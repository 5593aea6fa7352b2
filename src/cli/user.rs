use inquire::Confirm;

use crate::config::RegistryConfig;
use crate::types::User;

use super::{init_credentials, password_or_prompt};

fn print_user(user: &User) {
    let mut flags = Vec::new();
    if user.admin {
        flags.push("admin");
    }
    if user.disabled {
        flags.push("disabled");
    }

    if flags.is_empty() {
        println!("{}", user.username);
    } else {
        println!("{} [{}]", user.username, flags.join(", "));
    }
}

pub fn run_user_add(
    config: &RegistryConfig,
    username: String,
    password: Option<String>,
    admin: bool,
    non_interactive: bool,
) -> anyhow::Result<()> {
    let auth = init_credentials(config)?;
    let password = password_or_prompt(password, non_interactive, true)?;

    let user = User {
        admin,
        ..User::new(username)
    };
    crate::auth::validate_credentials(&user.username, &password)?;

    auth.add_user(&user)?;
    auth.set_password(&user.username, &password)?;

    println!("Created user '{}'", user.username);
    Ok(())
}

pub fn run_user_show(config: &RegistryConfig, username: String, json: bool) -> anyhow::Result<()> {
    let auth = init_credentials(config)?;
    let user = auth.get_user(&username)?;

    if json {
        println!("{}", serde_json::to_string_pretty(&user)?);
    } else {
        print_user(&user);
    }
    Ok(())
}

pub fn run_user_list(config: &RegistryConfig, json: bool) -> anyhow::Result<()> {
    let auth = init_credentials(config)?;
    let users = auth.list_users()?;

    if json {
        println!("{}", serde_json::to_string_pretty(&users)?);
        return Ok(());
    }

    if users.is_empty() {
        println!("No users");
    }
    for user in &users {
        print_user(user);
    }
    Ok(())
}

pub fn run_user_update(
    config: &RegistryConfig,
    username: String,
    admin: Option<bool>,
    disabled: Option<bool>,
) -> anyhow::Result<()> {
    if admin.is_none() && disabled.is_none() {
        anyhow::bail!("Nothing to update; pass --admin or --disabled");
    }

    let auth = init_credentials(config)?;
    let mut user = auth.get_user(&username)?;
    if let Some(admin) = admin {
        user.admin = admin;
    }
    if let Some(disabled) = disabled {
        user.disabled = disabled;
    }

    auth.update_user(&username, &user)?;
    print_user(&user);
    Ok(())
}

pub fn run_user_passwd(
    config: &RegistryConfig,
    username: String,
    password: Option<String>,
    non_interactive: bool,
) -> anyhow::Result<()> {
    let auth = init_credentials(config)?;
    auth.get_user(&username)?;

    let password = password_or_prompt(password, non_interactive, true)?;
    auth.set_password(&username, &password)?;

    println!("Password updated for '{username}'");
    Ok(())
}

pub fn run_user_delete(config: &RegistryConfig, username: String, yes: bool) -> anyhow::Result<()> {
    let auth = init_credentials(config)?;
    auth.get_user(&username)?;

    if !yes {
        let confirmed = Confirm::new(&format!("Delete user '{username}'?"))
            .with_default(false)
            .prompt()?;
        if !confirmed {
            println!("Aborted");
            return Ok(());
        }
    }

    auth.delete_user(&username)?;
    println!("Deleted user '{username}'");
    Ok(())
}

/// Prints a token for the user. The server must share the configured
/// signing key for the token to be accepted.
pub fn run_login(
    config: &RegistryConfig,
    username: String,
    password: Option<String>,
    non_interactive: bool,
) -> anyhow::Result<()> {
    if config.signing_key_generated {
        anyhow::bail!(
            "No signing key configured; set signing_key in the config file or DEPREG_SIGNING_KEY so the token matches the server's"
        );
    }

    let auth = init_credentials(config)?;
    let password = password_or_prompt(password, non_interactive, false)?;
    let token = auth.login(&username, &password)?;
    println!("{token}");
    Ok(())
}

= = = = =

About this task - Read through the lines above and collect those that contain the string "server".

Response -
/// Prints a token for the user. The server must share the configured
            "No signing key configured; set signing_key in the config file or DEPREG_SIGNING_KEY so the token matches the server's"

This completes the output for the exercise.